Directions for this task:
Copy out each line of the material that includes the word "filesystem".

Data to use:
**********
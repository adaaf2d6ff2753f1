//! Build-resource probing
//!
//! The build resources directory is listed once per run. Lookups after that
//! only answer "does resource X exist" and never touch the filesystem.

use std::collections::BTreeSet;
use std::path::{Path, PathBuf};

use tracing::debug;

/// Application icon used for the disk image
pub const ICON_ICNS: &str = "icon.icns";

/// Disk image window background
pub const BACKGROUND_PNG: &str = "background.png";

/// Conventional entitlements file name for the given variant
pub fn entitlements_file(mas: bool) -> &'static str {
    if mas {
        "mas.entitlements"
    } else {
        "osx.entitlements"
    }
}

/// Conventional inherited-entitlements file name for the given variant
pub fn inherit_entitlements_file(mas: bool) -> &'static str {
    if mas {
        "mas.inherit.entitlements"
    } else {
        "osx.inherit.entitlements"
    }
}

/// Snapshot of the files in the build resources directory
#[derive(Debug, Clone, Default)]
pub struct BuildResources {
    dir: PathBuf,
    entries: BTreeSet<String>,
}

impl BuildResources {
    /// List the directory. A missing directory yields an empty snapshot.
    pub async fn scan(dir: impl Into<PathBuf>) -> std::io::Result<Self> {
        let dir = dir.into();
        let mut entries = BTreeSet::new();

        match tokio::fs::read_dir(&dir).await {
            Ok(mut read_dir) => {
                while let Some(entry) = read_dir.next_entry().await? {
                    if let Some(name) = entry.file_name().to_str() {
                        entries.insert(name.to_string());
                    }
                }
            }
            Err(e) if e.kind() == std::io::ErrorKind::NotFound => {
                debug!(dir = %dir.display(), "build resources directory does not exist");
            }
            Err(e) => return Err(e),
        }

        debug!(dir = %dir.display(), count = entries.len(), "scanned build resources");
        Ok(Self { dir, entries })
    }

    /// Build a snapshot from known names without touching the filesystem
    pub fn from_entries<I, S>(dir: impl Into<PathBuf>, entries: I) -> Self
    where
        I: IntoIterator<Item = S>,
        S: Into<String>,
    {
        Self {
            dir: dir.into(),
            entries: entries.into_iter().map(Into::into).collect(),
        }
    }

    pub fn dir(&self) -> &Path {
        &self.dir
    }

    pub fn contains(&self, name: &str) -> bool {
        self.entries.contains(name)
    }

    /// Full path of a resource, if it exists
    pub fn resolve(&self, name: &str) -> Option<PathBuf> {
        self.contains(name).then(|| self.dir.join(name))
    }
}
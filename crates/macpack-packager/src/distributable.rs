//! Distributable artifact creation
//!
//! Turns a signed application bundle into the disk images and archives the
//! run asked for. Every requested format is produced concurrently and each
//! finished file is reported to the artifact sink.

use std::path::{Path, PathBuf};
use std::sync::Arc;

use macpack_core::{Arch, ArtifactRecord, BuildTarget};
use tokio::task::JoinSet;
use tracing::{info, instrument};

use crate::archive::ArchiveTarget;
use crate::context::PackContext;
use crate::dmg::DmgSpecification;
use crate::error::{PackError, Result};
use crate::traits::{ArchiveRequest, Archiver, ImageWriter};

/// Produces disk images and archives from a finished bundle
#[derive(Clone)]
pub struct ArtifactPipeline {
    ctx: Arc<PackContext>,
    image_writer: Arc<dyn ImageWriter>,
    archiver: Arc<dyn Archiver>,
}

impl ArtifactPipeline {
    pub fn new(
        ctx: Arc<PackContext>,
        image_writer: Arc<dyn ImageWriter>,
        archiver: Arc<dyn Archiver>,
    ) -> Self {
        Self {
            ctx,
            image_writer,
            archiver,
        }
    }

    /// Create every non-App-Store artifact for the bundle in `app_out_dir`.
    ///
    /// At most one disk image is written, even when both `dmg` and `default`
    /// are requested. All formats run to completion even when one fails; the
    /// first failure is returned.
    #[instrument(
        skip(self, out_dir, app_out_dir, arch),
        fields(out_dir = %out_dir.display(), arch = %arch)
    )]
    pub async fn package_in_distributable_format(
        &self,
        out_dir: &Path,
        app_out_dir: &Path,
        arch: Arch,
    ) -> Result<Vec<ArtifactRecord>> {
        let mut tasks = JoinSet::new();
        let mut dmg_queued = false;

        for target in self.ctx.config.targets.iter() {
            if matches!(target, BuildTarget::Dmg | BuildTarget::Default) && !dmg_queued {
                dmg_queued = true;
                let this = self.clone();
                let app_out_dir = app_out_dir.to_path_buf();
                tasks.spawn(async move { this.create_dmg(&app_out_dir).await });
            }

            if let Some(archive) = ArchiveTarget::for_target(target) {
                let this = self.clone();
                let app_out_dir = app_out_dir.to_path_buf();
                tasks.spawn(async move { this.create_archive(&archive, &app_out_dir).await });
            }
        }

        let mut records = Vec::new();
        let mut first_error = None;
        while let Some(joined) = tasks.join_next().await {
            let outcome = joined.map_err(|e| PackError::Task(e.to_string())).and_then(|r| r);
            match outcome {
                Ok(record) => records.push(record),
                Err(e) => {
                    first_error.get_or_insert(e);
                }
            }
        }

        match first_error {
            Some(e) => Err(e),
            None => Ok(records),
        }
    }

    async fn create_dmg(&self, app_out_dir: &Path) -> Result<ArtifactRecord> {
        let config = &self.ctx.config;
        let file = app_out_dir.join(format!("{}-{}.dmg", config.product_name, config.version));
        let spec = DmgSpecification::compute(&self.ctx, app_out_dir);

        info!(dmg = %file.display(), "creating DMG");
        tokio::fs::create_dir_all(app_out_dir).await?;
        self.image_writer.write(&spec, &file).await?;

        Ok(self.report(
            file,
            format!("{}-{}.dmg", config.artifact_name(), config.version),
        ))
    }

    async fn create_archive(
        &self,
        archive: &ArchiveTarget,
        app_out_dir: &Path,
    ) -> Result<ArtifactRecord> {
        let config = &self.ctx.config;
        let file = app_out_dir.join(archive.file_name(&config.product_name, &config.version));

        self.archiver
            .archive(&ArchiveRequest {
                format: archive.format.clone(),
                app: app_out_dir.join(format!("{}.app", config.product_name)),
                out_file: file.clone(),
                compression: config.compression,
            })
            .await?;

        Ok(self.report(
            file,
            archive.file_name(config.artifact_name(), &config.version),
        ))
    }

    fn report(&self, path: PathBuf, suggested_name: String) -> ArtifactRecord {
        let record = ArtifactRecord::new(path, suggested_name);
        self.ctx.sink.artifact_created(&record);
        record
    }
}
**********
Result of this exercise:
//! only answer "does resource X exist" and never touch the filesystem.
    /// Build a snapshot from known names without touching the filesystem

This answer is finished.